Stability of X4Y24q (X=C, Si; Y=B, Al, C, Si, N, P; q=-4 to 4) and C28X4 (X=H, F, Cl, Br, I)

Energetics, geometries and charge distributions of pure and hetero-fullerenes of 28 atoms as well as their derivatives, are studied using the MNDO method. The stability of C-28 isomers decreases in the order: monocyclic rings, bicyclic rings, cages, bowls, tricyclic rings, and polycyclic sheets. This order hints at the possible formation mechanism of cage fullerenes from graphite-like networks through to intermediate bowl structures. Among the cage structures, the Td series has higher stability than the D-2 series and the D-7d series.

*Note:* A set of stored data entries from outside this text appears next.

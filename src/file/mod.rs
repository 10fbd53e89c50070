#![doc = r#"
Rusty representation of a decoded [`MidiFile`]

# Example Structure

```text
[Header Chunk: "MThd"]
[Track Chunk 1: "MTrk"]
[Track Chunk 2: "MTrk"]
...
[Track Chunk N: "MTrk"]
```

Tracks are not seekable: each one starts where the previous one ended, and
exactly as many are decoded as the header declares.
"#]

mod header;
pub use header::*;

mod track;
pub use track::*;

mod summary;
pub use summary::*;

use crate::reader::{ReadResult, Reader};
use alloc::vec::Vec;

#[doc = r#"
A whole decoded file: the header and every declared track.
"#]
#[derive(Debug, Clone, PartialEq, Eq)]
#[cfg_attr(feature = "serde", derive(serde::Serialize, serde::Deserialize))]
pub struct MidiFile {
    header: MthdHeader,
    tracks: Vec<MtrkChunk>,
}

impl MidiFile {
    /// Assemble a file from already decoded parts
    pub fn new(header: MthdHeader, tracks: Vec<MtrkChunk>) -> Self {
        Self { header, tracks }
    }

    /// Parse a set of bytes into a file struct.
    ///
    /// Decoding is all or nothing: the first failure aborts the whole file.
    /// A bad `MThd` magic fails before any track is looked at.
    pub fn parse(bytes: &[u8]) -> ReadResult<Self> {
        let mut reader = Reader::from_byte_slice(bytes);
        let header = MthdHeader::read(&mut reader)?;

        #[cfg(feature = "tracing")]
        tracing::debug!(
            format = header.format().as_u16(),
            tracks = header.track_count(),
            ppqn = header.ppqn(),
            "decoded header"
        );

        let mut tracks = Vec::with_capacity(header.track_count() as usize);
        for _index in 0..header.track_count() {
            let track = MtrkChunk::read(&mut reader)?;

            #[cfg(feature = "tracing")]
            tracing::debug!(
                index = _index,
                length = track.header().length(),
                events = track.events().len(),
                "decoded track"
            );

            tracks.push(track);
        }

        Ok(Self { header, tracks })
    }

    /// Returns header info
    pub const fn header(&self) -> &MthdHeader {
        &self.header
    }

    /// Returns the track list
    pub fn tracks(&self) -> &[MtrkChunk] {
        &self.tracks
    }

    /// Returns one track
    pub fn track(&self, index: usize) -> Option<&MtrkChunk> {
        self.tracks.get(index)
    }

    /// Count note events per track and channel.
    ///
    /// Useful to pick which track and channel to sequence.
    pub fn analyze(&self) -> Vec<TrackSummary> {
        self.tracks.iter().map(TrackSummary::from_track).collect()
    }
}

#[cfg(test)]
fn file_bytes(format: u16, tracks: &[&[u8]]) -> Vec<u8> {
    let mut bytes = Vec::new();
    bytes.extend_from_slice(b"MThd");
    bytes.extend_from_slice(&6u32.to_be_bytes());
    bytes.extend_from_slice(&format.to_be_bytes());
    bytes.extend_from_slice(&(tracks.len() as u16).to_be_bytes());
    bytes.extend_from_slice(&96u16.to_be_bytes());
    for payload in tracks {
        bytes.extend_from_slice(b"MTrk");
        bytes.extend_from_slice(&(payload.len() as u32).to_be_bytes());
        bytes.extend_from_slice(payload);
    }
    bytes
}

#[test]
fn parse_two_tracks() {
    use pretty_assertions::assert_eq;
    let bytes = file_bytes(
        1,
        &[
            &[0x00, 0xFF, 0x51, 0x03, 0x07, 0xA1, 0x20, 0x00, 0xFF, 0x2F, 0x00],
            &[0x00, 0x90, 60, 100, 0x60, 0x80, 60, 0, 0x00, 0xFF, 0x2F, 0x00],
        ],
    );
    let file = MidiFile::parse(&bytes).unwrap();
    assert_eq!(file.header().format(), Format::Simultaneous);
    assert_eq!(file.header().ppqn(), 96);
    assert_eq!(file.tracks().len(), 2);
    assert_eq!(file.track(1).unwrap().events().len(), 3);
    assert!(file.track(2).is_none());
}

#[test]
fn fewer_tracks_than_declared() {
    let mut bytes = file_bytes(1, &[&[0x00, 0xFF, 0x2F, 0x00]]);
    // claim two tracks
    bytes[11] = 2;
    assert!(MidiFile::parse(&bytes).unwrap_err().is_truncated());
}

#[test]
fn corrupted_header_magic() {
    let mut bytes = file_bytes(1, &[&[0x00, 0xFF, 0x2F, 0x00]]);
    bytes[0] = b'X';
    let err = MidiFile::parse(&bytes).unwrap_err();
    assert!(err.is_invalid_magic());
    assert_eq!(err.position(), 0);
}
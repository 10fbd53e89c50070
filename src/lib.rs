#![doc = r#"
Decode Standard MIDI Files and turn a single track/channel into a list of
discrete notes that a one-voice beeper can play.

# Overview

The crate is split in two layers:

- the decoder ([`reader`], [`event`], [`file`]) which reads `MThd`/`MTrk`
  chunks, variable-length quantities and event payloads byte for byte, and
- the sequencer ([`timing`], [`sequence`]) which walks the decoded events of
  one track, pairs `NOTE_ON`/`NOTE_OFF` by pitch and produces absolute
  millisecond timings.

[`script`] renders a [`Sequence`](sequence::Sequence) into a RouterOS-style
`:beep`/`:delay` script.

# Example
```rust
use midibeep::prelude::*;

// MThd, format 1, one track, 96 pulses per quarter note
let mut bytes = vec![
    b'M', b'T', b'h', b'd', 0, 0, 0, 6, 0, 1, 0, 1, 0, 96,
];
let track = [
    0x00, // pre-delay
    0x90, 60, 100, 0x83, 0x60, // note on, then 480 pulses
    0x80, 60, 0, 0x00, // note off
    0xFF, 0x2F, 0x00, // end of track
];
bytes.extend_from_slice(b"MTrk");
bytes.extend_from_slice(&(track.len() as u32).to_be_bytes());
bytes.extend_from_slice(&track);

let file = MidiFile::parse(&bytes).unwrap();
let sequence = Sequencer::new(&file, SequenceOptions::default().with_bpm(120))
    .unwrap()
    .run()
    .unwrap();

assert_eq!(sequence.notes().len(), 1);
assert_eq!(sequence.notes()[0].end(), 2500.0);
```

# Limitations

Running status is not supported: every event must carry its own status
byte.
"#]
#![warn(missing_docs)]
#![no_std]

extern crate alloc;
#[cfg(feature = "std")]
extern crate std;

mod error;
pub use error::*;

pub mod event;
pub mod file;
pub mod pitch;
pub mod reader;
pub mod script;
pub mod sequence;
pub mod timing;

/// Commonly used types
pub mod prelude {
    pub use crate::{
        Error,
        event::{Command, Event, EventCode, MetaType, SystemCommand},
        file::{
            ChannelNotes, Format, MidiFile, MthdHeader, MtrkChunk, MtrkHeader, TrackSummary,
        },
        pitch::{Key, Octave, Pitch},
        reader::{ReadResult, Reader, ReaderError, ReaderErrorKind, Vlv},
        script::{RenderError, ScriptOptions},
        sequence::{
            Diagnostic, MetaText, Note, Sequence, SequenceError, SequenceOptions, Sequencer,
        },
        timing::{Tempo, TimingConverter, TimingError},
    };
}

/// Placeholder text for missing track metadata.
pub const UNKNOWN_TEXT: &str = "<UNKNOWN>";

For exohedral clusters, C28F4 and C28H4 have higher stability than C28Cl4, C28Br4, C28I4 and C-28 For the Td cages, the hetero-fullerenes are not as stable as the pure carbon fullerene. Their stability decreases in the order: C-28, B4C24, P4C24, Si4C24, N4C24, Al4C24, N4Si24, C4Si24, P4Si24, B4Si24, Si-28 and Al4Si24. The energetics of charged fullerenes shows that cage isomers of C-28 can be reduced up to C-28(2-) It is interesting that site preference of heteroatoms can be correlated with charge distribution and radial distance from the site to the center of the cage. (C) 1997 Elsevier Science B.V.